### Material provided
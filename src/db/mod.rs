//! Persistence layer (flat JSON documents).

pub mod store;

pub use store::{next_id, JsonStore};

/// Document file names inside the data directory.
pub mod documents {
    pub const STUDENTS: &str = "students.json";
    pub const TEMPLATES: &str = "created_activities.json";
    pub const AWARDS: &str = "activities.json";
}
//! Summary statistics across the three collections.

use serde::{Deserialize, Serialize};
use std::collections::HashMap;

use crate::models::{ActivityTemplate, AwardRecord, Student};

/// Aggregate numbers for the dashboard, computed on demand from the
/// stored documents (no pre-computed aggregates are kept on disk).
#[derive(Debug, Clone, Default, Serialize, Deserialize)]
#[serde(rename_all = "camelCase")]
pub struct Stats {
    /// Number of registered students
    pub total_students: u32,
    /// Number of activity templates in the catalog
    pub total_activities: u32,
    /// Number of awards in the ledger
    pub total_activities_assigned: u32,
    /// Sum of points over all students
    pub total_points: i64,
    /// Rounded integer average of points per student, 0 when there are none
    pub average_points: i64,
    /// Student count per category value
    pub category_distribution: HashMap<String, u32>,
    /// Student count per capped level, keyed "0"/"1"/"2"
    pub level_distribution: HashMap<String, u32>,
}

impl Stats {
    /// Compute stats from the current contents of the three collections.
    pub fn collect(
        students: &[Student],
        templates: &[ActivityTemplate],
        awards: &[AwardRecord],
    ) -> Self {
        let total_points: i64 = students.iter().map(|s| s.total_points).sum();
        let average_points = if students.is_empty() {
            0
        } else {
            (total_points as f64 / students.len() as f64).round() as i64
        };

        let mut category_distribution: HashMap<String, u32> = HashMap::new();
        let mut level_distribution: HashMap<String, u32> = HashMap::new();
        for student in students {
            *category_distribution
                .entry(student.category.clone())
                .or_insert(0) += 1;
            *level_distribution
                .entry(student.level().to_string())
                .or_insert(0) += 1;
        }

        Self {
            total_students: students.len() as u32,
            total_activities: templates.len() as u32,
            total_activities_assigned: awards.len() as u32,
            total_points,
            average_points,
            category_distribution,
            level_distribution,
        }
    }
}
// SPDX-License-Identifier: MIT

//! Activity catalog endpoints (reusable award templates).

use crate::db::next_id;
use crate::error::{AppError, Result};
use crate::models::{ActivityTemplate, POINTS_MAX, POINTS_MIN};
use crate::routes::{parse_id, ApiResponse};
use crate::time_utils::now_rfc3339;
use crate::AppState;
use axum::{
    extract::{Path, State},
    http::StatusCode,
    routing::{delete, get},
    Json, Router,
};
use serde::Deserialize;
use std::sync::Arc;

pub fn routes() -> Router<Arc<AppState>> {
    Router::new()
        .route(
            "/api/created-activities",
            get(list_templates).post(create_template),
        )
        .route("/api/created-activities/{id}", delete(delete_template))
}

/// List all activity templates in file order.
async fn list_templates(
    State(state): State<Arc<AppState>>,
) -> Result<Json<ApiResponse<Vec<ActivityTemplate>>>> {
    let templates = state.store.load_templates().await;
    Ok(ApiResponse::data(templates))
}

#[derive(Deserialize)]
#[serde(rename_all = "camelCase")]
struct CreateTemplateRequest {
    #[serde(default)]
    name: String,
    default_points: Option<i64>,
    #[serde(default)]
    description: String,
}

/// Add a template to the catalog.
async fn create_template(
    State(state): State<Arc<AppState>>,
    Json(req): Json<CreateTemplateRequest>,
) -> Result<(StatusCode, Json<ApiResponse<ActivityTemplate>>)> {
    let name = req.name.trim().to_string();
    let default_points = match (name.is_empty(), req.default_points) {
        (false, Some(points)) => points,
        _ => {
            return Err(AppError::BadRequest(
                "Fields 'name' and 'defaultPoints' are required".to_string(),
            ))
        }
    };
    if !(POINTS_MIN..=POINTS_MAX).contains(&default_points) {
        return Err(AppError::BadRequest(format!(
            "'defaultPoints' must be between {} and {}",
            POINTS_MIN, POINTS_MAX
        )));
    }

    let mut templates = state.store.load_templates().await;

    let lowered = name.to_lowercase();
    if templates.iter().any(|t| t.name.to_lowercase() == lowered) {
        return Err(AppError::Conflict(format!(
            "An activity named '{}' already exists",
            name
        )));
    }

    let template = ActivityTemplate {
        id: next_id(templates.iter().map(|t| t.id)),
        name,
        default_points,
        description: req.description,
        created_at: now_rfc3339(),
    };
    templates.push(template.clone());
    state.store.save_templates(&templates).await?;

    tracing::info!(id = template.id, name = %template.name, "Activity template created");

    Ok((StatusCode::CREATED, ApiResponse::data(template)))
}

/// Remove a template by id. Past awards that reference it are kept as-is.
async fn delete_template(
    State(state): State<Arc<AppState>>,
    Path(id): Path<String>,
) -> Result<Json<ApiResponse<()>>> {
    let id = parse_id(&id)?;
    let mut templates = state.store.load_templates().await;
    let before = templates.len();
    templates.retain(|t| t.id != id);
    if templates.len() == before {
        return Err(AppError::NotFound(format!(
            "Activity template {} not found",
            id
        )));
    }
    state.store.save_templates(&templates).await?;

    tracing::info!(id, "Activity template deleted");

    Ok(ApiResponse::message("Activity template deleted"))
}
######
■ **Activity**
Please return all lines above in which the string "async" is found.

■ **Response to the task**
async fn list_templates(
async fn create_template(
async fn delete_template(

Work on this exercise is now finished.